Fikanayo is a registered nurse midwife in Malawi. She is currently studying for a Masters at the Malawi College of Medicine and also teaches other midwives. Limited resources mean that many universities, training colleges and even hospitals in Malawi struggle to provide staff and students with the up-to-date books they need to support their work and studies. Yet they are vital for the provision of safe healthcare and the training of the next generation of medical staff.
Fikanayo has achieved much in her career thanks to books you have helped to send – and the information she is able to access is enabling her to provide high quality healthcare in her local area. Here, she tells us how books are helping:
“I was motivated to become a nurse midwife because growing up I just had that passion – when someone was hurt I would be the first one to take care of them. I did my bachelors in midwifery at Kamuzu College of Nursing and after that I developed an interest in epidemiology and communicable diseases – so that’s why I applied for the Masters in Public Health.
The place where I studied to become a midwife had Book Aid International books and now I am using them here for my Masters. I also use them to teach!
The average person in Malawi has few healthcare options. If our pre and postnatal clinic wasn’t there, it would be a big burden on the hospital. We offer free maternal services to all the women in the catchment area and without it local mums would struggle. They would have to go a very long distance to seek healthcare.
Working as a midwife here in Malawi – especially in the remote area where I work – it is like you are the chief consultant! You are the obstetrician, the gynaecologist, the anaesthetist, the paediatrician. You have to manage the baby, the mother, the pregnant women at the same time as being the midwife. You are manning the antenatal clinic, you are the one in charge in the labour ward, in the nursery. There are times that you are not sure what to do! For instance, you might have a lady in labour who has a condition you have never come across. A book does wonders because you can look and see how you can go about something.
Currently, for my studies I am doing research on diabetes, specifically self-care. When I was working on the wards, I saw a lot of patients with diabetes and many of them developed complications – becoming blind, having amputations, some of them even having a stroke. There is not much information about diabetes so my intervention is trying to make sure that they get adequate support at home. I thought if we give out enough information then it means that they might be able to manage their diabetes better.
So the idea is I take the information I learn here [in the library] and turn it into information for the patients in their homes.
If the books were not here it would have been very hard. The books elaborate and make it easier. The internet might tell you something but books are better. They give you more information.

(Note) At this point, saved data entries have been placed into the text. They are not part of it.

/// Benchmarks for cross-reference chain walking.
///
/// Run with: cargo bench
use criterion::{black_box, criterion_group, criterion_main, BenchmarkId, Criterion, Throughput};
use pdf_core::core::registry::ObjectRegistry;
use pdf_core::core::stream::MemStream;
use pdf_core::core::xref::XrefLoader;

/// Builds a synthetic PDF with `revisions` incremental updates chained via
/// `/Prev`, each redefining one shared object and introducing one new one.
fn synthetic_incremental_pdf(revisions: usize) -> Vec<u8> {
    let mut buf = Vec::new();
    buf.extend_from_slice(b"%PDF-1.7\n");

    let shared_offset = buf.len();
    buf.extend_from_slice(b"1 0 obj\n<< /Type /Catalog /Pages 2 0 R >>\nendobj\n");
    let pages_offset = buf.len();
    buf.extend_from_slice(b"2 0 obj\n<< /Type /Pages /Kids [] /Count 0 >>\nendobj\n");
    let base_xref_offset = buf.len();
    buf.extend_from_slice(b"xref\n0 3\n");
    buf.extend_from_slice(b"0000000000 65535 f \n");
    buf.extend_from_slice(format!("{shared_offset:010} 00000 n \n").as_bytes());
    buf.extend_from_slice(format!("{pages_offset:010} 00000 n \n").as_bytes());
    buf.extend_from_slice(b"trailer\n<< /Size 3 /Root 1 0 R >>\n");

    let mut prev_xref_offset = base_xref_offset;
    let mut next_obj_num = 3u32;
    for _ in 0..revisions {
        let obj_offset = buf.len();
        buf.extend_from_slice(format!("{next_obj_num} 0 obj\n<< /Marker /Rev >>\nendobj\n").as_bytes());
        let xref_offset = buf.len();
        buf.extend_from_slice(format!("xref\n{next_obj_num} 1\n").as_bytes());
        buf.extend_from_slice(format!("{obj_offset:010} 00000 n \n").as_bytes());
        buf.extend_from_slice(
            format!("trailer\n<< /Size {} /Root 1 0 R /Prev {prev_xref_offset} >>\n", next_obj_num + 1)
                .as_bytes(),
        );
        prev_xref_offset = xref_offset;
        next_obj_num += 1;
    }

    buf.extend_from_slice(format!("startxref\n{prev_xref_offset}\n%%EOF").as_bytes());
    buf
}

fn benchmark_xref_chain_walk(c: &mut Criterion) {
    let mut group = c.benchmark_group("xref_chain_walk");

    for &revisions in &[1usize, 10, 100] {
        let pdf = synthetic_incremental_pdf(revisions);
        group.throughput(Throughput::Bytes(pdf.len() as u64));
        group.bench_with_input(BenchmarkId::from_parameter(revisions), &pdf, |b, pdf| {
            b.iter(|| {
                let mut stream = MemStream::from_bytes(black_box(pdf.clone()));
                let mut registry = ObjectRegistry::new();
                let mut loader = XrefLoader::new(&mut registry);
                loader.load(&mut stream).unwrap();
            });
        });
    }

    group.finish();
}

criterion_group!(benches, benchmark_xref_chain_walk);
criterion_main!(benches);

Even currently with my students, when we are doing clinical practise I still refer them to books because there are books which guide you on how you can do you practice. There are some which contain nursing procedures which students might not understand – so you refer the student to a book and say ‘You might not yet understand perfectly because of the way I am explaining it but go to the book and read about it.
Trying to provide care when you do not always have all the information is really quite hard. Books are not always available because someone else is using them. So we need more copies. So if someone donates the books we need, they will be helping a lot.’